Een minuut later bericht [medeverdachte 2] aan [naam verdachte]: “Ben nog vragen voor je”.
Weer een minuut later, om 20.55 uur, vraagt [‘n pingnummer] aan [medeverdachte 2]: “Enne ??”.
[naam verdachte] stuurt om 20.55 uur aan [medeverdachte 2]: “Vraag nu gelijk regel” en “Laat me straks nog weten”. Direct daarop meldt [medeverdachte 2] aan [‘n pingnummer]: “hij heeft geld nodig”. [‘n pingnummer] bericht op datzelfde tijdstip aan [medeverdachte 2]: “Of k ene weeet voor t rippen?”.
Op dat tijdstip, 20.55 uur, bericht [medeverdachte 2] ook aan [‘n pingnummer]: “wilt iemand rippen” en “jah man”. [‘n pingnummer] antwoordt: “Zou k niet weten man”, waarop [medeverdachte 2] meldt: “Ok ok” en “Jammer vraag wel verder”.

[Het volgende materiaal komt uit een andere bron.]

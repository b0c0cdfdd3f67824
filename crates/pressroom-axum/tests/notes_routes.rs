//! Route availability for the notes application: public pages,
//! pages requiring login, owner-only note pages and anonymous redirects.

mod common;

use common::{TestApp, assert_redirect, get};
use pressroom_core::contracts::routes;

#[tokio::test]
async fn pages_available_to_anonymous_users() {
    let app = TestApp::new().await;

    let urls = [
        routes::notes::HOME,
        routes::auth::LOGIN,
        routes::auth::LOGOUT,
        routes::auth::SIGNUP,
    ];
    for url in urls {
        let response = get(app.notes_app(), url, None).await;
        assert_eq!(response.status(), 200, "GET {url}");
    }
}

#[tokio::test]
async fn pages_available_to_authenticated_users() {
    let app = TestApp::new().await;
    let user = app.create_user("user").await;
    let cookie = app.login(&user).await;

    let urls = [routes::notes::LIST, routes::notes::SUCCESS, routes::notes::ADD];
    for url in urls {
        let response = get(app.notes_app(), url, Some(&cookie)).await;
        assert_eq!(response.status(), 200, "GET {url}");
    }
}

#[tokio::test]
async fn note_pages_available_to_author_only() {
    let app = TestApp::new().await;
    let author = app.create_user("author").await;
    let other = app.create_user("other").await;
    let note = app.create_note(author.id, "Title", "Text", "note-slug").await;

    let author_cookie = app.login(&author).await;
    let other_cookie = app.login(&other).await;

    let urls = [
        routes::notes::detail(&note.slug),
        routes::notes::edit(&note.slug),
        routes::notes::delete(&note.slug),
    ];
    for url in &urls {
        let response = get(app.notes_app(), url, Some(&author_cookie)).await;
        assert_eq!(response.status(), 200, "author GET {url}");

        let response = get(app.notes_app(), url, Some(&other_cookie)).await;
        assert_eq!(response.status(), 404, "other user GET {url}");
    }
}

#[tokio::test]
async fn anonymous_client_is_redirected_to_login() {
    let app = TestApp::new().await;
    let author = app.create_user("author").await;
    let note = app.create_note(author.id, "Title", "Text", "note-slug").await;

    let urls = [
        routes::notes::LIST.to_string(),
        routes::notes::SUCCESS.to_string(),
        routes::notes::ADD.to_string(),
        routes::notes::detail(&note.slug),
        routes::notes::edit(&note.slug),
        routes::notes::delete(&note.slug),
    ];
    for url in &urls {
        let response = get(app.notes_app(), url, None).await;
        assert_redirect(&response, &routes::auth::login_with_next(url));
    }
}
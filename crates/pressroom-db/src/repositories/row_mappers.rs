//! Row mapping helpers for `SQLite` queries.

use chrono::{DateTime, NaiveDate, Utc};
use sqlx::Row;
use sqlx::sqlite::SqliteRow;

use pressroom_core::{Comment, NewsItem, Note, RepositoryError, User};

/// Stored format for news dates.
pub const DATE_FORMAT: &str = "%Y-%m-%d";

pub fn storage_err(e: impl std::fmt::Display) -> RepositoryError {
    RepositoryError::Storage(e.to_string())
}

/// Serialize a timestamp the way the comments table stores it.
///
/// A fixed UTC format keeps the column lexicographically ordered, so
/// `ORDER BY created` matches chronological order.
pub fn format_timestamp(ts: &DateTime<Utc>) -> String {
    ts.format("%Y-%m-%dT%H:%M:%S%.6fZ").to_string()
}

pub fn parse_timestamp(raw: &str) -> Result<DateTime<Utc>, RepositoryError> {
    DateTime::parse_from_rfc3339(raw)
        .map(|dt| dt.with_timezone(&Utc))
        .map_err(|e| RepositoryError::Storage(format!("bad timestamp '{raw}': {e}")))
}

pub fn parse_date(raw: &str) -> Result<NaiveDate, RepositoryError> {
    NaiveDate::parse_from_str(raw, DATE_FORMAT)
        .map_err(|e| RepositoryError::Storage(format!("bad date '{raw}': {e}")))
}

pub fn row_to_user(row: &SqliteRow) -> Result<User, RepositoryError> {
    Ok(User {
        id: row.try_get("id").map_err(storage_err)?,
        username: row.try_get("username").map_err(storage_err)?,
    })
}

pub fn row_to_news(row: &SqliteRow) -> Result<NewsItem, RepositoryError> {
    let date: String = row.try_get("date").map_err(storage_err)?;
    Ok(NewsItem {
        id: row.try_get("id").map_err(storage_err)?,
        title: row.try_get("title").map_err(storage_err)?,
        text: row.try_get("text").map_err(storage_err)?,
        date: parse_date(&date)?,
    })
}

pub fn row_to_comment(row: &SqliteRow) -> Result<Comment, RepositoryError> {
    let created: String = row.try_get("created").map_err(storage_err)?;
    Ok(Comment {
        id: row.try_get("id").map_err(storage_err)?,
        news_id: row.try_get("news_id").map_err(storage_err)?,
        author_id: row.try_get("author_id").map_err(storage_err)?,
        text: row.try_get("text").map_err(storage_err)?,
        created: parse_timestamp(&created)?,
    })
}

pub fn row_to_note(row: &SqliteRow) -> Result<Note, RepositoryError> {
    Ok(Note {
        id: row.try_get("id").map_err(storage_err)?,
        title: row.try_get("title").map_err(storage_err)?,
        text: row.try_get("text").map_err(storage_err)?,
        slug: row.try_get("slug").map_err(storage_err)?,
        author_id: row.try_get("author_id").map_err(storage_err)?,
    })
}

/// Map a sqlx error on insert, distinguishing uniqueness violations.
pub fn insert_err(e: sqlx::Error, what: &str) -> RepositoryError {
    if let Some(db_err) = e.as_database_error() {
        if db_err.is_unique_violation() {
            return RepositoryError::AlreadyExists(what.to_string());
        }
    }
    storage_err(e)
}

Direct daarop meldt [medeverdachte 2] aan [naam verdachte] “Ben vragen die weten nu gelijk nog niets”. [naam verdachte] antwoordt: “Okok ik moet weten wat erte hale valt” en “Aii laat me weten”. [medeverdachte 2] antwoordt: “Doe k”.
Een dag later, op 12 maart 2011, vraagt [medeverdachte 2] in een pinggesprek om 19.59 uur aan een persoon die gebruik maakt van ping-ID [‘n pingnummer]: “Pik weet je iemand die vriend van me kan rippen? Die veel geld og drugs heeft”. En om 20.00 uur: “Ik moet iemand zoeken die hij kan rippen” en: “Moet egt een hebben die is helemaal gek hij heeft geld nodig. Is van Rotterdam. Hij wil liefst nu meteen komen”.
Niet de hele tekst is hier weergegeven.